╭─ RECORDS TO USE

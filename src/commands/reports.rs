// Copyright (c) AlphaVelocity.
// All rights reserved.
//
// This source code is licensed under the license found in the
// LICENSE file in the root directory of this source tree.

use anyhow::Result;
use rusqlite::Connection;
use rust_decimal::Decimal;
use serde::Serialize;

use crate::engine::accounts::list_accounts;
use crate::engine::liabilities::list_liabilities;
use crate::models::AccountType;
use crate::utils::{fmt_money, maybe_print_json, pretty_table};

pub fn handle(conn: &Connection, owner: &str, m: &clap::ArgMatches) -> Result<()> {
    match m.subcommand() {
        Some(("balances", sub)) => balances(conn, owner, sub)?,
        _ => {}
    }
    Ok(())
}

#[derive(Debug, Serialize)]
pub struct BalanceReport {
    pub accounts: Vec<BalanceLine>,
    pub assets: Decimal,
    pub outstanding_liabilities: Decimal,
    pub net_worth: Decimal,
}

#[derive(Debug, Serialize)]
pub struct BalanceLine {
    pub account: String,
    pub account_type: AccountType,
    pub balance: Decimal,
}

/// Active account balances with outstanding debt netted off.
pub fn balance_report(conn: &Connection, owner: &str) -> Result<BalanceReport> {
    let accounts: Vec<BalanceLine> = list_accounts(conn, owner, false)?
        .into_iter()
        .map(|a| BalanceLine {
            account: a.name,
            account_type: a.account_type,
            balance: a.balance,
        })
        .collect();
    let assets: Decimal = accounts.iter().map(|l| l.balance).sum();
    let outstanding_liabilities: Decimal = list_liabilities(conn, owner)?
        .iter()
        .map(|l| l.remaining_amount())
        .sum();
    Ok(BalanceReport {
        assets,
        outstanding_liabilities,
        net_worth: assets - outstanding_liabilities,
        accounts,
    })
}

fn balances(conn: &Connection, owner: &str, sub: &clap::ArgMatches) -> Result<()> {
    let report = balance_report(conn, owner)?;
    if maybe_print_json(sub.get_flag("json"), &report)? {
        return Ok(());
    }
    let mut data: Vec<Vec<String>> = report
        .accounts
        .iter()
        .map(|l| vec![l.account.clone(), l.account_type.to_string(), fmt_money(&l.balance)])
        .collect();
    data.push(vec!["Total assets".into(), String::new(), fmt_money(&report.assets)]);
    data.push(vec![
        "Outstanding liabilities".into(),
        String::new(),
        fmt_money(&report.outstanding_liabilities),
    ]);
    data.push(vec!["Net worth".into(), String::new(), fmt_money(&report.net_worth)]);
    println!("{}", pretty_table(&["Account", "Type", "Balance"], data));
    Ok(())
}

╰─

EXERCISE BRIEF: Repeat every line of the data, exactly and in full.

THE ANSWER:
filename src/commands/reports.rs
// Copyright (c) AlphaVelocity.
// All rights reserved.
//
// This source code is licensed under the license found in the
// LICENSE file in the root directory of this source tree.

use anyhow::Result;
use rusqlite::Connection;
use rust_decimal::Decimal;
use serde::Serialize;

use crate::engine::accounts::list_accounts;
use crate::engine::liabilities::list_liabilities;
use crate::models::AccountType;
use crate::utils::{fmt_money, maybe_print_json, pretty_table};

pub fn handle(conn: &Connection, owner: &str, m: &clap::ArgMatches) -> Result<()> {
    match m.subcommand() {
        Some(("balances", sub)) => balances(conn, owner, sub)?,
        _ => {}
    }
    Ok(())
}

#[derive(Debug, Serialize)]
pub struct BalanceReport {
    pub accounts: Vec<BalanceLine>,
    pub assets: Decimal,
    pub outstanding_liabilities: Decimal,
    pub net_worth: Decimal,
}

#[derive(Debug, Serialize)]
pub struct BalanceLine {
    pub account: String,
    pub account_type: AccountType,
    pub balance: Decimal,
}

/// Active account balances with outstanding debt netted off.
pub fn balance_report(conn: &Connection, owner: &str) -> Result<BalanceReport> {
    let accounts: Vec<BalanceLine> = list_accounts(conn, owner, false)?
        .into_iter()
        .map(|a| BalanceLine {
            account: a.name,
            account_type: a.account_type,
            balance: a.balance,
        })
        .collect();
    let assets: Decimal = accounts.iter().map(|l| l.balance).sum();
    let outstanding_liabilities: Decimal = list_liabilities(conn, owner)?
        .iter()
        .map(|l| l.remaining_amount())
        .sum();
    Ok(BalanceReport {
        assets,
        outstanding_liabilities,
        net_worth: assets - outstanding_liabilities,
        accounts,
    })
}

fn balances(conn: &Connection, owner: &str, sub: &clap::ArgMatches) -> Result<()> {
    let report = balance_report(conn, owner)?;
    if maybe_print_json(sub.get_flag("json"), &report)? {
        return Ok(());
    }
    let mut data: Vec<Vec<String>> = report
        .accounts
        .iter()
        .map(|l| vec![l.account.clone(), l.account_type.to_string(), fmt_money(&l.balance)])
        .collect();
    data.push(vec!["Total assets".into(), String::new(), fmt_money(&report.assets)]);
    data.push(vec![
        "Outstanding liabilities".into(),
        String::new(),
        fmt_money(&report.outstanding_liabilities),
    ]);
    data.push(vec!["Net worth".into(), String::new(), fmt_money(&report.net_worth)]);
    println!("{}", pretty_table(&["Account", "Type", "Balance"], data));
    Ok(())
}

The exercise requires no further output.